> REQUIRED ACTION
What is needed is an exact copy of all the records.

※ ※ ※

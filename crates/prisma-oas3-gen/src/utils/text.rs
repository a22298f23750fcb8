use std::{borrow::Cow, sync::LazyLock};

use regex::Regex;

static BREAK_WITH_INDENT_RE: LazyLock<Regex> = LazyLock::new(|| Regex::new(r"\n\s+").expect("bad regex"));
static COMMENT_START_RE: LazyLock<Regex> = LazyLock::new(|| Regex::new(r"\s#").expect("bad regex"));

/// Turns a schema comment into a schema description.
///
/// Comments written on one line may carry literal `\n` escapes. Those become
/// real line breaks, and any whitespace following a break is dropped so the
/// continuation lines of a multi-line comment start flush left.
#[must_use]
pub fn normalize_description(input: &str) -> String {
  let expanded = input.replace("\\n", "\n");
  BREAK_WITH_INDENT_RE.replace_all(&expanded, "\n").into_owned()
}

/// Renders a single-line string as a YAML scalar, quoting only when a plain
/// scalar would be misread.
#[must_use]
pub fn yaml_scalar(value: &str) -> Cow<'_, str> {
  if needs_quotes(value) {
    Cow::Owned(format!("'{}'", value.replace('\'', "''")))
  } else {
    Cow::Borrowed(value)
  }
}

fn needs_quotes(value: &str) -> bool {
  const INDICATORS: &[char] = &[
    '-', '?', ':', ',', '[', ']', '{', '}', '#', '&', '*', '!', '|', '>', '\'', '"', '%', '@', '`',
  ];

  let Some(first) = value.chars().next() else {
    return true;
  };

  INDICATORS.contains(&first)
    || value.starts_with(char::is_whitespace)
    || value.ends_with(char::is_whitespace)
    || value.ends_with(':')
    || value.contains(": ")
    || COMMENT_START_RE.is_match(value)
    || matches!(
      value.to_ascii_lowercase().as_str(),
      "~" | "null" | "true" | "false" | "yes" | "no" | "on" | "off"
    )
    || value.parse::<f64>().is_ok()
}
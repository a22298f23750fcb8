pub mod generate;
pub mod list;
pub mod manifest;

pub use generate::{GenerateConfig, generate_schemas};
pub use list::list_models;
pub use manifest::print_manifest;
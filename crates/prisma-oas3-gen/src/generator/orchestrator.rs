//! Orchestration for the data model to OpenAPI schema pipeline.
//!
//! The [`Orchestrator`] owns one parsed data model and one set of resolved
//! options. It filters the models, builds the schema document and renders
//! the enabled encodings. It holds no state between calls, so separate
//! orchestrators can run side by side.
//!
//! ## Usage
//!
//! ```no_run
//! use prisma_oas3_gen::{Datamodel, GenerationOptions, Orchestrator, PartialGenerationOptions};
//!
//! # fn example() -> anyhow::Result<()> {
//! let dmmf = std::fs::read_to_string("dmmf.json")?;
//! let datamodel = Datamodel::from_json(&dmmf)?;
//! let options = GenerationOptions::resolve(PartialGenerationOptions::default());
//!
//! let output = Orchestrator::new(datamodel, options).generate()?;
//! for file in &output.files {
//!   std::fs::write(file.file_name(), &file.content)?;
//! }
//! # Ok(())
//! # }
//! ```

use crate::{
  dmmf::{Datamodel, Model},
  error::Result,
  generator::{
    builder::SchemaBuilder,
    filter::ModelFilter,
    options::GenerationOptions,
    render::OutputFormat,
    schema::SchemaDocument,
    warnings::GenerationWarning,
  },
};

/// High-level entry point for schema generation.
pub struct Orchestrator {
  datamodel: Datamodel,
  options: GenerationOptions,
  filter: ModelFilter,
}

/// Statistics about one generation run.
#[derive(Debug, Clone, Default, PartialEq, Eq)]
pub struct GenerationStats {
  /// Models present in the input data model
  pub models_total: usize,
  /// Models that received a schema after filtering
  pub models_generated: usize,
  /// Enum schemas emitted (enums are never filtered)
  pub enums_generated: usize,
  /// Non-fatal findings: degraded fields and unmatched filter names
  pub warnings: Vec<GenerationWarning>,
}

impl GenerationStats {
  #[must_use]
  pub fn schemas_generated(&self) -> usize {
    self.models_generated + self.enums_generated
  }
}

#[derive(Debug, Clone)]
pub struct GeneratedDocument {
  pub document: SchemaDocument,
  pub stats: GenerationStats,
}

/// One rendered encoding.
#[derive(Debug, Clone, PartialEq, Eq)]
pub struct GeneratedFile {
  pub format: OutputFormat,
  pub content: String,
}

impl GeneratedFile {
  #[must_use]
  pub const fn file_name(&self) -> &'static str {
    self.format.file_name()
  }
}

#[derive(Debug, Clone)]
pub struct GeneratedOutput {
  pub files: Vec<GeneratedFile>,
  pub stats: GenerationStats,
}

impl GeneratedOutput {
  #[must_use]
  pub fn content(&self, format: OutputFormat) -> Option<&str> {
    self
      .files
      .iter()
      .find(|file| file.format == format)
      .map(|file| file.content.as_str())
  }
}

impl Orchestrator {
  #[must_use]
  pub fn new(datamodel: Datamodel, options: GenerationOptions) -> Self {
    let filter = ModelFilter::from_options(&options);
    Self {
      datamodel,
      options,
      filter,
    }
  }

  #[must_use]
  pub const fn options(&self) -> &GenerationOptions {
    &self.options
  }

  #[must_use]
  pub const fn datamodel(&self) -> &Datamodel {
    &self.datamodel
  }

  /// Models that pass the include/exclude filter, in input order.
  #[must_use]
  pub fn filtered_models(&self) -> Vec<&Model> {
    self.filter.apply(&self.datamodel.models)
  }

  /// Builds the schema document without rendering it.
  ///
  /// # Errors
  ///
  /// Returns an error if a model and an enum (or two models) share a name.
  pub fn build(&self) -> Result<GeneratedDocument> {
    let models = self.filtered_models();
    let builder = SchemaBuilder::new(&self.datamodel.models, &self.datamodel.enums, &self.options);
    let built = builder.build(&models)?;

    let mut warnings: Vec<GenerationWarning> = self
      .filter
      .unmatched_names(&self.datamodel.models)
      .into_iter()
      .map(|(list, name)| GenerationWarning::UnmatchedFilterName {
        list,
        name: name.to_string(),
      })
      .collect();
    warnings.extend(built.warnings);

    let stats = GenerationStats {
      models_total: self.datamodel.models.len(),
      models_generated: models.len(),
      enums_generated: self.datamodel.enums.len(),
      warnings,
    };

    Ok(GeneratedDocument {
      document: built.document,
      stats,
    })
  }

  /// Builds the document and renders every encoding enabled in the options.
  ///
  /// # Errors
  ///
  /// Returns the errors of [`Orchestrator::build`] and any serialization failure.
  pub fn generate(&self) -> Result<GeneratedOutput> {
    let GeneratedDocument { document, stats } = self.build()?;

    let files = self
      .options
      .encodings()
      .into_iter()
      .map(|format| {
        Ok(GeneratedFile {
          format,
          content: format.render(&document)?,
        })
      })
      .collect::<Result<Vec<_>>>()?;

    Ok(GeneratedOutput { files, stats })
  }

  /// Builds the document and renders a single encoding, regardless of the
  /// encoding switches in the options.
  pub fn render(&self, format: OutputFormat) -> Result<String> {
    let GeneratedDocument { document, .. } = self.build()?;
    format.render(&document)
  }
}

※ ※ ※

> ANSWER TO THE PROBLEM
filename crates/prisma-oas3-gen/src/utils/text.rs
repository a22298f23750fcb8
use std::{borrow::Cow, sync::LazyLock};

use regex::Regex;

static BREAK_WITH_INDENT_RE: LazyLock<Regex> = LazyLock::new(|| Regex::new(r"\n\s+").expect("bad regex"));
static COMMENT_START_RE: LazyLock<Regex> = LazyLock::new(|| Regex::new(r"\s#").expect("bad regex"));

/// Turns a schema comment into a schema description.
///
/// Comments written on one line may carry literal `\n` escapes. Those become
/// real line breaks, and any whitespace following a break is dropped so the
/// continuation lines of a multi-line comment start flush left.
#[must_use]
pub fn normalize_description(input: &str) -> String {
  let expanded = input.replace("\\n", "\n");
  BREAK_WITH_INDENT_RE.replace_all(&expanded, "\n").into_owned()
}

/// Renders a single-line string as a YAML scalar, quoting only when a plain
/// scalar would be misread.
#[must_use]
pub fn yaml_scalar(value: &str) -> Cow<'_, str> {
  if needs_quotes(value) {
    Cow::Owned(format!("'{}'", value.replace('\'', "''")))
  } else {
    Cow::Borrowed(value)
  }
}

fn needs_quotes(value: &str) -> bool {
  const INDICATORS: &[char] = &[
    '-', '?', ':', ',', '[', ']', '{', '}', '#', '&', '*', '!', '|', '>', '\'', '"', '%', '@', '`',
  ];

  let Some(first) = value.chars().next() else {
    return true;
  };

  INDICATORS.contains(&first)
    || value.starts_with(char::is_whitespace)
    || value.ends_with(char::is_whitespace)
    || value.ends_with(':')
    || value.contains(": ")
    || COMMENT_START_RE.is_match(value)
    || matches!(
      value.to_ascii_lowercase().as_str(),
      "~" | "null" | "true" | "false" | "yes" | "no" | "on" | "off"
    )
    || value.parse::<f64>().is_ok()
}
repository a22298f23750fcb8
pub mod generate;
pub mod list;
pub mod manifest;

pub use generate::{GenerateConfig, generate_schemas};
pub use list::list_models;
pub use manifest::print_manifest;
filename crates/prisma-oas3-gen/src/generator/orchestrator.rs
//! Orchestration for the data model to OpenAPI schema pipeline.
//!
//! The [`Orchestrator`] owns one parsed data model and one set of resolved
//! options. It filters the models, builds the schema document and renders
//! the enabled encodings. It holds no state between calls, so separate
//! orchestrators can run side by side.
//!
//! ## Usage
//!
//! ```no_run
//! use prisma_oas3_gen::{Datamodel, GenerationOptions, Orchestrator, PartialGenerationOptions};
//!
//! # fn example() -> anyhow::Result<()> {
//! let dmmf = std::fs::read_to_string("dmmf.json")?;
//! let datamodel = Datamodel::from_json(&dmmf)?;
//! let options = GenerationOptions::resolve(PartialGenerationOptions::default());
//!
//! let output = Orchestrator::new(datamodel, options).generate()?;
//! for file in &output.files {
//!   std::fs::write(file.file_name(), &file.content)?;
//! }
//! # Ok(())
//! # }
//! ```

use crate::{
  dmmf::{Datamodel, Model},
  error::Result,
  generator::{
    builder::SchemaBuilder,
    filter::ModelFilter,
    options::GenerationOptions,
    render::OutputFormat,
    schema::SchemaDocument,
    warnings::GenerationWarning,
  },
};

/// High-level entry point for schema generation.
pub struct Orchestrator {
  datamodel: Datamodel,
  options: GenerationOptions,
  filter: ModelFilter,
}

/// Statistics about one generation run.
#[derive(Debug, Clone, Default, PartialEq, Eq)]
pub struct GenerationStats {
  /// Models present in the input data model
  pub models_total: usize,
  /// Models that received a schema after filtering
  pub models_generated: usize,
  /// Enum schemas emitted (enums are never filtered)
  pub enums_generated: usize,
  /// Non-fatal findings: degraded fields and unmatched filter names
  pub warnings: Vec<GenerationWarning>,
}

impl GenerationStats {
  #[must_use]
  pub fn schemas_generated(&self) -> usize {
    self.models_generated + self.enums_generated
  }
}

#[derive(Debug, Clone)]
pub struct GeneratedDocument {
  pub document: SchemaDocument,
  pub stats: GenerationStats,
}

/// One rendered encoding.
#[derive(Debug, Clone, PartialEq, Eq)]
pub struct GeneratedFile {
  pub format: OutputFormat,
  pub content: String,
}

impl GeneratedFile {
  #[must_use]
  pub const fn file_name(&self) -> &'static str {
    self.format.file_name()
  }
}

#[derive(Debug, Clone)]
pub struct GeneratedOutput {
  pub files: Vec<GeneratedFile>,
  pub stats: GenerationStats,
}

impl GeneratedOutput {
  #[must_use]
  pub fn content(&self, format: OutputFormat) -> Option<&str> {
    self
      .files
      .iter()
      .find(|file| file.format == format)
      .map(|file| file.content.as_str())
  }
}

impl Orchestrator {
  #[must_use]
  pub fn new(datamodel: Datamodel, options: GenerationOptions) -> Self {
    let filter = ModelFilter::from_options(&options);
    Self {
      datamodel,
      options,
      filter,
    }
  }

  #[must_use]
  pub const fn options(&self) -> &GenerationOptions {
    &self.options
  }

  #[must_use]
  pub const fn datamodel(&self) -> &Datamodel {
    &self.datamodel
  }

  /// Models that pass the include/exclude filter, in input order.
  #[must_use]
  pub fn filtered_models(&self) -> Vec<&Model> {
    self.filter.apply(&self.datamodel.models)
  }

  /// Builds the schema document without rendering it.
  ///
  /// # Errors
  ///
  /// Returns an error if a model and an enum (or two models) share a name.
  pub fn build(&self) -> Result<GeneratedDocument> {
    let models = self.filtered_models();
    let builder = SchemaBuilder::new(&self.datamodel.models, &self.datamodel.enums, &self.options);
    let built = builder.build(&models)?;

    let mut warnings: Vec<GenerationWarning> = self
      .filter
      .unmatched_names(&self.datamodel.models)
      .into_iter()
      .map(|(list, name)| GenerationWarning::UnmatchedFilterName {
        list,
        name: name.to_string(),
      })
      .collect();
    warnings.extend(built.warnings);

    let stats = GenerationStats {
      models_total: self.datamodel.models.len(),
      models_generated: models.len(),
      enums_generated: self.datamodel.enums.len(),
      warnings,
    };

    Ok(GeneratedDocument {
      document: built.document,
      stats,
    })
  }

  /// Builds the document and renders every encoding enabled in the options.
  ///
  /// # Errors
  ///
  /// Returns the errors of [`Orchestrator::build`] and any serialization failure.
  pub fn generate(&self) -> Result<GeneratedOutput> {
    let GeneratedDocument { document, stats } = self.build()?;

    let files = self
      .options
      .encodings()
      .into_iter()
      .map(|format| {
        Ok(GeneratedFile {
          format,
          content: format.render(&document)?,
        })
      })
      .collect::<Result<Vec<_>>>()?;

    Ok(GeneratedOutput { files, stats })
  }

  /// Builds the document and renders a single encoding, regardless of the
  /// encoding switches in the options.
  pub fn render(&self, format: OutputFormat) -> Result<String> {
    let GeneratedDocument { document, .. } = self.build()?;
    format.render(&document)
  }
}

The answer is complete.